__TO DO__.
Transcribe the listing below only from the line with "probe, report: Arc::new(Mutex::new(PreloadReport::default()))" up to and including the line with "pub async fn".

__DATASET CONTENT__.

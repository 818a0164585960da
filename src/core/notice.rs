// src/core/notice.rs

/// User-facing "some words lack signs" message.
///
/// Set by the first unresolved word of a session and then left alone until
/// the user clears it; later failures do not replace it.
#[derive(Debug, Clone, Default, PartialEq, Eq)]
pub struct MissingSignNotice {
    message: Option<String>,
}

impl MissingSignNotice {
    pub fn new() -> Self {
        Self::default()
    }

    /// Returns true if this call set the notice.
    pub fn record(&mut self, word: &str) -> bool {
        if self.message.is_some() {
            return false;
        }
        self.message = Some(format!("Some words like \"{word}\" don't have signs yet"));
        true
    }

    pub fn message(&self) -> Option<&str> {
        self.message.as_deref()
    }

    pub fn is_set(&self) -> bool {
        self.message.is_some()
    }

    pub fn clear(&mut self) {
        self.message = None;
    }
}

#[cfg(test)]
mod tests {
    use super::*;

    #[test]
    fn first_word_sticks_until_cleared() {
        let mut notice = MissingSignNotice::new();
        assert!(notice.record("qwerty"));
        assert!(!notice.record("zxcv"));
        assert_eq!(notice.message(), Some("Some words like \"qwerty\" don't have signs yet"));

        notice.clear();
        assert!(!notice.is_set());
        assert!(notice.record("zxcv"));
        assert!(notice.message().unwrap().contains("zxcv"));
    }
}
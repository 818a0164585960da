// src/playback/preload.rs
//! Background existence check for the most common gesture assets.

use crate::core::types::{AssetLocator, GestureId};
use crate::error::RendererError;
use crate::playback::renderer::AssetProbe;
use async_trait::async_trait;
use std::collections::BTreeSet;
use std::io::ErrorKind;
use std::path::PathBuf;
use std::sync::{Arc, Mutex, PoisonError};
use std::time::Duration;
use tokio::task::JoinHandle;
use tracing::{debug, info};

#[derive(Debug, Clone, Default, PartialEq, Eq)]
pub struct PreloadReport {
    /// Gestures whose asset was found.
    pub confirmed: BTreeSet<String>,
    pub probed: usize,
    pub total: usize,
}

impl PreloadReport {
    pub fn progress_percent(&self) -> u8 {
        if self.total == 0 {
            return 100;
        }
        ((self.probed * 100) / self.total).min(100) as u8
    }

    pub fn is_complete(&self) -> bool {
        self.probed >= self.total
    }

    pub fn is_confirmed(&self, gesture: &GestureId) -> bool {
        self.confirmed.contains(gesture.as_str())
    }
}

/// Probes candidates one by one and keeps a shared report current while it
/// runs. Probe failures count as "not found".
pub struct PreloadProber<P: AssetProbe + 'static> {
    probe: Arc<P>,
    report: Arc<Mutex<PreloadReport>>,
}

impl<P: AssetProbe + 'static> PreloadProber<P> {
    pub fn new(probe: Arc<P>) -> Self {
        Self { probe, report: Arc::new(Mutex::new(PreloadReport::default())) }
    }

    pub fn report(&self) -> PreloadReport {
        self.report.lock().unwrap_or_else(PoisonError::into_inner).clone()
    }

    pub async fn run(&self, candidates: Vec<GestureId>) -> PreloadReport {
        probe_all(self.probe.as_ref(), &self.report, candidates).await
    }

    /// Waits `warmup`, then probes in the background.
    pub fn spawn_after(&self, warmup: Duration, candidates: Vec<GestureId>) -> JoinHandle<PreloadReport> {
        let probe = Arc::clone(&self.probe);
        let report = Arc::clone(&self.report);
        tokio::spawn(async move {
            tokio::time::sleep(warmup).await;
            probe_all(probe.as_ref(), &report, candidates).await
        })
    }
}

async fn probe_all<P: AssetProbe + ?Sized>(
    probe: &P,
    report: &Mutex<PreloadReport>,
    candidates: Vec<GestureId>,
) -> PreloadReport {
    {
        let mut r = report.lock().unwrap_or_else(PoisonError::into_inner);
        *r = PreloadReport { total: candidates.len(), ..PreloadReport::default() };
    }

    for gesture in candidates {
        let found = match probe.exists(&gesture.locator()).await {
            Ok(found) => found,
            Err(e) => {
                debug!(gesture = %gesture, error = %e, "preload probe failed");
                false
            }
        };
        let mut r = report.lock().unwrap_or_else(PoisonError::into_inner);
        r.probed += 1;
        if found {
            r.confirmed.insert(gesture.as_str().to_string());
        }
    }

    let done = report.lock().unwrap_or_else(PoisonError::into_inner).clone();
    info!(confirmed = done.confirmed.len(), total = done.total, "preload finished");
    done
}

/// Looks for `<asset_dir>/<locator>.<extension>` on disk.
#[derive(Debug, Clone)]
pub struct FileAssetProbe {
    asset_dir: PathBuf,
    extension: String,
}

impl FileAssetProbe {
    pub fn new(asset_dir: impl Into<PathBuf>, extension: impl Into<String>) -> Self {
        Self { asset_dir: asset_dir.into(), extension: extension.into() }
    }

    pub fn path_for(&self, locator: &AssetLocator) -> PathBuf {
        locator.file_path(&self.asset_dir, &self.extension)
    }
}

#[async_trait]
impl AssetProbe for FileAssetProbe {
    async fn exists(&self, locator: &AssetLocator) -> Result<bool, RendererError> {
        match tokio::fs::metadata(self.path_for(locator)).await {
            Ok(meta) => Ok(meta.is_file()),
            Err(e) if e.kind() == ErrorKind::NotFound => Ok(false),
            Err(e) => Err(RendererError::Dispatch {
                locator: locator.as_str().to_string(),
                reason: e.to_string(),
            }),
        }
    }
}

__SOLUTION TO THIS TASK__.
        Self { probe, report: Arc::new(Mutex::new(PreloadReport::default())) }
    }

    pub fn report(&self) -> PreloadReport {
        self.report.lock().unwrap_or_else(PoisonError::into_inner).clone()
    }

    pub async fn run(&self, candidates: Vec<GestureId>) -> PreloadReport {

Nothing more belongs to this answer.